Roman après roman, Mo Yan, récipiendaire du Prix Nobel en 2012, élabore une mythologie intime centrée sur un comté imaginaire du nord de la Chine, Gaomi du Shandong : dans ce lopin de terre où les forces naturelles s’imbriquent aux déités ancestrales, s’affrontent et s’entraident clans séculaires et classes sociales modernes issues des bouleversements politiques du XXème siècle. La dure loi du karma, rédigé en 2006, s’inscrit au cœur de ce système dont il constitue une sorte de synthèse.

La trame du roman retrace les splendeurs et misères post mortem d’un petit propriétaire villageois, Ximen Nao, que la guerre de 1949 et la victoire des communistes a conduit à sa perte : il a été fusillé par les maîtres du jour au douteux motif d’une mauvaise appartenance de classe. Dès lors, sa colère refuse de s’éteindre, le vouant à des réincarnations animales successives jusqu’à ce que l’apaisement de ses passions lui permette de réintégrer l’humanité. Il sera donc successivement âne énamouré, bœuf pesant, porc libidineux et sagace, chien fidèle jusqu’à la tombe, singe retors, pour finir en enfant hémophile, toujours au sein du clan dont il fut le maître dans sa première existence. Depuis ces places marginales, il assiste aux mutations sociales et familiales de sa maison et de son village, non sans les commenter malicieusement et y jouer incidemment un rôle parfois crucial. Ainsi verra-t-il se succéder l’utopie collectiviste et ses violences, la Révolution culturelle et ses famines dont il fera les frais, les crimes de la bande des quatre, l’ouverture du village à la loi du marché et son basculement dans la société marchande la plus débridée.

Le genre du roman mêle l’épique au comique : Mo Yan, qui s’est inclus dans son ouvrage sous forme d’un personnage secondaire insupportable doublé d’un narrateur parallèle plein d’ironie, transforme cinquante ans d’histoire en une suite discontinue de récits hétérogènes. La longue histoire animalisée de Ximen déroute donc souvent le lecteur, tout en lui offrant la compensation de maints bonheurs de lecture ; chaque réincarnation correspond à une période précise de l’évolution de la Chine et permet un changement de regard selon la facette du tempérament de Ximen favorisée par le corps animal dont il dispose. Le résultat est irrégulier : les épisodes de l’âne et du bœuf, correspondant à la collectivisation forcée et à la course au productivisme des années soixante, sont particulièrement truculents, tandis que la vie du chien, qui s’attache à celui qui fut son fils adoptif et qui l’a reconnu, offre des scènes bouleversantes, notamment la mort commune de ces deux êtres qui incarnent, par leur droiture, la résistance à l’absurdité idéologique.  Par comparaison, la vie du porc peut paraître répétitive, et celles du singe et de l’enfant infirme, plus brèves, donnent l’impression que l’auteur a quelque peu bâclé la fin d’un ouvrage qui menaçait de devenir pléthorique.

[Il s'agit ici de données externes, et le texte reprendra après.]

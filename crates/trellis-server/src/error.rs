//! Error types for the request pipeline.

use thiserror::Error;
use trellis_core::CoreError;
use trellis_data::{CodecError, WireError};
use trellis_executor::{LoaderError, RenderError};
use trellis_router::RouteError;
use trellis_streaming::{StreamError, TemplateError};

/// Errors that can occur while building an app or serving a request.
#[derive(Error, Debug)]
pub enum ServerError {
    /// The incoming request could not be adapted.
    #[error(transparent)]
    Core(#[from] CoreError),

    /// A route file could not be parsed.
    #[error(transparent)]
    Route(#[from] RouteError),

    /// A loader or module resolution failed.
    #[error(transparent)]
    Loader(#[from] LoaderError),

    /// A component failed to render.
    #[error(transparent)]
    Render(#[from] RenderError),

    /// The HTML template is malformed.
    #[error(transparent)]
    Template(#[from] TemplateError),

    /// The body stream failed before anything was written.
    #[error(transparent)]
    Stream(#[from] StreamError),

    /// Loader data could not be encoded or decoded.
    #[error(transparent)]
    Codec(#[from] CodecError),

    /// Embedded data does not fit the route matched on the client.
    #[error("embedded data has {found} results but `{pathname}` matches {expected} routes")]
    HydrationMismatch {
        pathname: String,
        expected: usize,
        found: usize,
    },

    /// The server sent an error instead of data.
    #[error("embedded data carries an error: {0}")]
    Embedded(WireError),

    /// A loader redirected to a target that is not a valid header value.
    #[error("invalid redirect target `{0}`")]
    InvalidRedirect(String),

    /// Configuration error.
    #[error("configuration error: {0}")]
    Config(String),
}

impl ServerError {
    /// Portable representation for development error bodies.
    pub fn to_wire(&self) -> WireError {
        match self {
            Self::Loader(e) => e.to_wire(),
            Self::Render(e) => e.to_wire(),
            Self::Stream(e) => e.to_wire(),
            Self::Embedded(wire) => wire.clone(),
            Self::Core(e) => WireError::from_error("InvariantError", e),
            Self::Template(e) => WireError::from_error("TemplateError", e),
            other => WireError::from_error("Error", other),
        }
    }
}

Néanmoins, une galerie de personnages colorés, odieux ou attachants, une narration complexe, et surtout l’évocation puissante d’une terre profondément travaillée par le mythe où tout devient parfois possible au mépris du réel emportent finalement l’adhésion du lecteur. La richesse de l’intertextualité, bien que peu accessible si l’on ne connaît pas la culture chinoise populaire et littéraire, enrichit le récit sans l’alourdir outre mesure.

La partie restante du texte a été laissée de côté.